Collected data entries
• • • •
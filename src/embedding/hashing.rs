use super::{BackendKind, EmbeddingBackend, ProbeResult};
use anyhow::Result;
use async_trait::async_trait;
use rayon::prelude::*;
use tokio_util::sync::CancellationToken;

const MODEL_NAME: &str = "feature-hashing";

/// CPU fallback: deterministic feature hashing over identifier-aware tokens
///
/// Identifiers are split on snake_case and camelCase boundaries so `parseConfig` and
/// `parse_config` share features. Vectors carry only non-negative weights and are L2
/// normalized, so cosine similarity between any two of them lies in `[0, 1]`.
pub struct HashingBackend {
    dimension: usize,
}

impl HashingBackend {
    pub fn new(dimension: usize) -> Self {
        Self {
            dimension: dimension.max(1),
        }
    }

    /// Embed one text synchronously
    pub fn embed_text(&self, text: &str) -> Vec<f32> {
        let mut vector = vec![0.0f32; self.dimension];

        let tokens = tokenize(text);
        for token in &tokens {
            let slot = (fnv1a(token.as_bytes()) % self.dimension as u64) as usize;
            vector[slot] += 1.0;
        }
        // Adjacent token pairs add a little word-order signal
        for pair in tokens.windows(2) {
            let joined = format!("{} {}", pair[0], pair[1]);
            let slot = (fnv1a(joined.as_bytes()) % self.dimension as u64) as usize;
            vector[slot] += 0.5;
        }

        let norm = vector.iter().map(|v| v * v).sum::<f32>().sqrt();
        if norm > 0.0 {
            for value in &mut vector {
                *value /= norm;
            }
        }
        vector
    }
}

fn fnv1a(bytes: &[u8]) -> u64 {
    let mut hash: u64 = 0xcbf29ce484222325;
    for byte in bytes {
        hash ^= *byte as u64;
        hash = hash.wrapping_mul(0x100000001b3);
    }
    hash
}

/// Lowercased word tokens, with identifiers split into their parts
fn tokenize(text: &str) -> Vec<String> {
    let mut tokens = Vec::new();
    for word in text.split(|c: char| !c.is_alphanumeric()) {
        if word.is_empty() {
            continue;
        }
        let parts = split_identifier(word);
        if parts.len() > 1 {
            tokens.push(word.to_lowercase());
        }
        tokens.extend(parts);
    }
    tokens
}

fn split_identifier(word: &str) -> Vec<String> {
    let mut parts = Vec::new();
    let mut current = String::new();
    let mut prev_lower = false;
    for c in word.chars() {
        if c.is_uppercase() && prev_lower && !current.is_empty() {
            parts.push(current.to_lowercase());
            current.clear();
        }
        prev_lower = c.is_lowercase() || c.is_ascii_digit();
        current.push(c);
    }
    if !current.is_empty() {
        parts.push(current.to_lowercase());
    }
    parts
}

#[async_trait]
impl EmbeddingBackend for HashingBackend {
    fn kind(&self) -> BackendKind {
        BackendKind::Cpu
    }

    fn model_name(&self) -> &str {
        MODEL_NAME
    }

    fn dimension(&self) -> usize {
        self.dimension
    }

    async fn probe(&self) -> ProbeResult {
        ProbeResult::available("always available")
    }

    async fn initialize(&mut self, _cancel: &CancellationToken) -> Result<()> {
        tracing::info!("Using CPU feature-hashing embeddings ({}d)", self.dimension);
        Ok(())
    }

    async fn embed_batch(&self, texts: Vec<String>) -> Result<Vec<Vec<f32>>> {
        // rayon keeps input order on collect
        Ok(texts.par_iter().map(|text| self.embed_text(text)).collect())
    }
}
• • • •
Print, without alteration, only the lines above between the one holding "pub struct HashingBackend" and the one holding "little word-order signal", inclusive.

pub struct HashingBackend {
    dimension: usize,
}

impl HashingBackend {
    pub fn new(dimension: usize) -> Self {
        Self {
            dimension: dimension.max(1),
        }
    }

    /// Embed one text synchronously
    pub fn embed_text(&self, text: &str) -> Vec<f32> {
        let mut vector = vec![0.0f32; self.dimension];

        let tokens = tokenize(text);
        for token in &tokens {
            let slot = (fnv1a(token.as_bytes()) % self.dimension as u64) as usize;
            vector[slot] += 1.0;
        }
        // Adjacent token pairs add a little word-order signal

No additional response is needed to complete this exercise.